The task » Could you please return each line of the data that has the word "proptest"?

Extracted information »
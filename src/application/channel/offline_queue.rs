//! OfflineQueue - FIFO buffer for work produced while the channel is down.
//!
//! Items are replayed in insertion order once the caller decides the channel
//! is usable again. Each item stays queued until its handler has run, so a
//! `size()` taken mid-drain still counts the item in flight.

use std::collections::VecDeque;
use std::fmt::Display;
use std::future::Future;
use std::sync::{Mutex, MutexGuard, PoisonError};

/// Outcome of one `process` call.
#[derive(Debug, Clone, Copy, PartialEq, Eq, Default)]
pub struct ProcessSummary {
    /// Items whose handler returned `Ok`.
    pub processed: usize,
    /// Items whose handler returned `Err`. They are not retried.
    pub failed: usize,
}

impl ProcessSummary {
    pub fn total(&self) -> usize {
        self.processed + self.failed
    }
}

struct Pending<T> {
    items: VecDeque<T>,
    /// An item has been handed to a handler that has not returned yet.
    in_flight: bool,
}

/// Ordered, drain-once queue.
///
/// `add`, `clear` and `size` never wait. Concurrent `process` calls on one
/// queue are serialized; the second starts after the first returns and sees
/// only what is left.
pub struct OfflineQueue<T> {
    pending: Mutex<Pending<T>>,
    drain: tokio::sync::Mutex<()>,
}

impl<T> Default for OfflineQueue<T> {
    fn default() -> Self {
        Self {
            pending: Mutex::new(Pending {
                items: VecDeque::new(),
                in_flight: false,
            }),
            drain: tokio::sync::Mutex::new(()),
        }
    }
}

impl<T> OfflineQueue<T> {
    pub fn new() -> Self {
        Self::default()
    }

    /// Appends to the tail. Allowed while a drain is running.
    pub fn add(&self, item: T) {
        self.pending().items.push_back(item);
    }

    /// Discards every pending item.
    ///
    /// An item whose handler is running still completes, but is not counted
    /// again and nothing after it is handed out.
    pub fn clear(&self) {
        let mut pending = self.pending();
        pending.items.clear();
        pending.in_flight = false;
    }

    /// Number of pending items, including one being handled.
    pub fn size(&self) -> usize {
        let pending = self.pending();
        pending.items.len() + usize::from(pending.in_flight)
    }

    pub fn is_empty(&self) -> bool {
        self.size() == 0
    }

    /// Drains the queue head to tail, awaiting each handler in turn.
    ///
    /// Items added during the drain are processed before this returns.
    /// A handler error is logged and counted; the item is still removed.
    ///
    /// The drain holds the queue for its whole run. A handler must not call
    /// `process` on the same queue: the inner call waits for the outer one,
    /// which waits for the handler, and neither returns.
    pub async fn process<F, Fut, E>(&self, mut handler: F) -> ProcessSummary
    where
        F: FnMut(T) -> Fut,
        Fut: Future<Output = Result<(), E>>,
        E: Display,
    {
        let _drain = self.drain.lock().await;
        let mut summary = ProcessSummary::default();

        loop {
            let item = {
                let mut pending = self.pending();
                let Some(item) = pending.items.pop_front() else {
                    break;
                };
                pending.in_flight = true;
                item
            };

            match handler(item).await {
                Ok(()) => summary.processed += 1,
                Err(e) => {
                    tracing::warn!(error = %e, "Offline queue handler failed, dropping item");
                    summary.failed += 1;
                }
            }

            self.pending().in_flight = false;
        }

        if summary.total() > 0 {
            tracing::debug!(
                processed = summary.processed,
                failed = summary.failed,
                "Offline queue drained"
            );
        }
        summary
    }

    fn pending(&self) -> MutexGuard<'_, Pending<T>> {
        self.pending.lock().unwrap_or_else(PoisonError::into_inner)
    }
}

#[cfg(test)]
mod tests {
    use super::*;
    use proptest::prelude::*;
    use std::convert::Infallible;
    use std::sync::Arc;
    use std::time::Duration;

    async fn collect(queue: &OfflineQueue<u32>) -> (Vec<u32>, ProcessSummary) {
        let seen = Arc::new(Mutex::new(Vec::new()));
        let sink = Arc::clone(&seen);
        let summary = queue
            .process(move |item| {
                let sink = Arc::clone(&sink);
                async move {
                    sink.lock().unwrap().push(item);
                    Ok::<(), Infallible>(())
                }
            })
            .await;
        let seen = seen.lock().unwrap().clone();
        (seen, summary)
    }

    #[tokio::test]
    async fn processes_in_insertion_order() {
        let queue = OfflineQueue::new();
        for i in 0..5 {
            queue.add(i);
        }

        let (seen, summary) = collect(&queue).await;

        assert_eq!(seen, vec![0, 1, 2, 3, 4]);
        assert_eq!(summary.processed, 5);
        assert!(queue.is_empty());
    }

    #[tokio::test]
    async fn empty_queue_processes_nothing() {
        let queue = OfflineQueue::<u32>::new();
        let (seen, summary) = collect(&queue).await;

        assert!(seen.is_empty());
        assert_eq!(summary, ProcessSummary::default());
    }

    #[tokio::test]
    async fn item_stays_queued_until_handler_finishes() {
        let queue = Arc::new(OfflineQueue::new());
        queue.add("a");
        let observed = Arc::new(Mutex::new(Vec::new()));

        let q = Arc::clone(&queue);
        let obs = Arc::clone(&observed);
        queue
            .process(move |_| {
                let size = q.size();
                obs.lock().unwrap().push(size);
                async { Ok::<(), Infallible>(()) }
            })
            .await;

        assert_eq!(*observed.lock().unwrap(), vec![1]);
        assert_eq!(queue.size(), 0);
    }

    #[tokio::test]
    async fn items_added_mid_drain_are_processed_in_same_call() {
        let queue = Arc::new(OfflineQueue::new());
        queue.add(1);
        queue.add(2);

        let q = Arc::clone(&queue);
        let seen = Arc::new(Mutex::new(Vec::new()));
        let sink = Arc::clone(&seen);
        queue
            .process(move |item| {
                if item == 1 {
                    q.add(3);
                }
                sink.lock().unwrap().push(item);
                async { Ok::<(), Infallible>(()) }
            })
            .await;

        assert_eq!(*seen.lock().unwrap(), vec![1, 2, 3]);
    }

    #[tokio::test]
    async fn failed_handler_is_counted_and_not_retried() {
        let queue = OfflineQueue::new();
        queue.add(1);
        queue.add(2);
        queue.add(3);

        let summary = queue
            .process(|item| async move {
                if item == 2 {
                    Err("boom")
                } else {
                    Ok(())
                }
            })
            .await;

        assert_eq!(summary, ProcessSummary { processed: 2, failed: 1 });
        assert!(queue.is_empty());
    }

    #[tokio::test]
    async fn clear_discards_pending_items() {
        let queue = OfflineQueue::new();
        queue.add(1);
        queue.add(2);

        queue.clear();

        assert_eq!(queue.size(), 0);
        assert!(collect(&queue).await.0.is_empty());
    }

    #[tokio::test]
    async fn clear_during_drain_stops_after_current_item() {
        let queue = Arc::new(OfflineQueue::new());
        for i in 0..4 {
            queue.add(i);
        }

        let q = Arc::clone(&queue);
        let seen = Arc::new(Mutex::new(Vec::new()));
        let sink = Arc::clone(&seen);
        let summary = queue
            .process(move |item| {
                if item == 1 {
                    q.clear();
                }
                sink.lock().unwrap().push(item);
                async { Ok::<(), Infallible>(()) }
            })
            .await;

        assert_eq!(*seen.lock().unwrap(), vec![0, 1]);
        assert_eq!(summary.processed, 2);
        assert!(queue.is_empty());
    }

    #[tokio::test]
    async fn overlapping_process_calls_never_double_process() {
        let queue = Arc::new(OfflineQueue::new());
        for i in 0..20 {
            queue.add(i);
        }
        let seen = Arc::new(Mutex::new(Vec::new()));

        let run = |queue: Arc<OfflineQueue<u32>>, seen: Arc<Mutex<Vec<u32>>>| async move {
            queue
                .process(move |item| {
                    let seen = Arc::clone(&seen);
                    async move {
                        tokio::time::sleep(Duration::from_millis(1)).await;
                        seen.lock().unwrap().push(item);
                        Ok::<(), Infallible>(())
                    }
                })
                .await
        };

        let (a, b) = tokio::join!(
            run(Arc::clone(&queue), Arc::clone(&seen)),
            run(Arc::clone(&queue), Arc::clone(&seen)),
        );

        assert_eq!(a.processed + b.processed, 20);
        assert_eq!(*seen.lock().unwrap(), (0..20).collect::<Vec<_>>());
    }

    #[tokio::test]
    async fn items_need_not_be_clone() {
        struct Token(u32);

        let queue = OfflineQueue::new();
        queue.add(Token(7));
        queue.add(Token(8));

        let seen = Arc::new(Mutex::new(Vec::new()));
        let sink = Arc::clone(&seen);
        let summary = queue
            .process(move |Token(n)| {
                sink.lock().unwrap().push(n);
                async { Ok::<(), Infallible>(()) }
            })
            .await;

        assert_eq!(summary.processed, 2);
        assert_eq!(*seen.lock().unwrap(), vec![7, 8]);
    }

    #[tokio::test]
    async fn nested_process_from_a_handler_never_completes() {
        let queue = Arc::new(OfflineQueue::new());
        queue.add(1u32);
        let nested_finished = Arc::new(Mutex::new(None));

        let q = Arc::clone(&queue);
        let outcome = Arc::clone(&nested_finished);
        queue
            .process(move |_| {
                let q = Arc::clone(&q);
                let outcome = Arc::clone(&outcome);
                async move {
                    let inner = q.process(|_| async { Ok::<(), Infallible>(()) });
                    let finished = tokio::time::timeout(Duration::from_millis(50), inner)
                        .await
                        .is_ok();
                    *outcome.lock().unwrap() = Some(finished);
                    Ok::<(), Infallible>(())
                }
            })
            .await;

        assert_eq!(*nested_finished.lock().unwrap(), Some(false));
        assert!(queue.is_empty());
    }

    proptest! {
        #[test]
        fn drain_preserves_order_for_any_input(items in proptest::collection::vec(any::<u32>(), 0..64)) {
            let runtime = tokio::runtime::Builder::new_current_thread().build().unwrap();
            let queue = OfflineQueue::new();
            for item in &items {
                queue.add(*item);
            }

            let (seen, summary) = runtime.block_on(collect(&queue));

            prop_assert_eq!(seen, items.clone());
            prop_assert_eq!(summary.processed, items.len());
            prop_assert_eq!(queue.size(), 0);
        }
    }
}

Problem solution »
    use proptest::prelude::*;
    proptest! {
        fn drain_preserves_order_for_any_input(items in proptest::collection::vec(any::<u32>(), 0..64)) {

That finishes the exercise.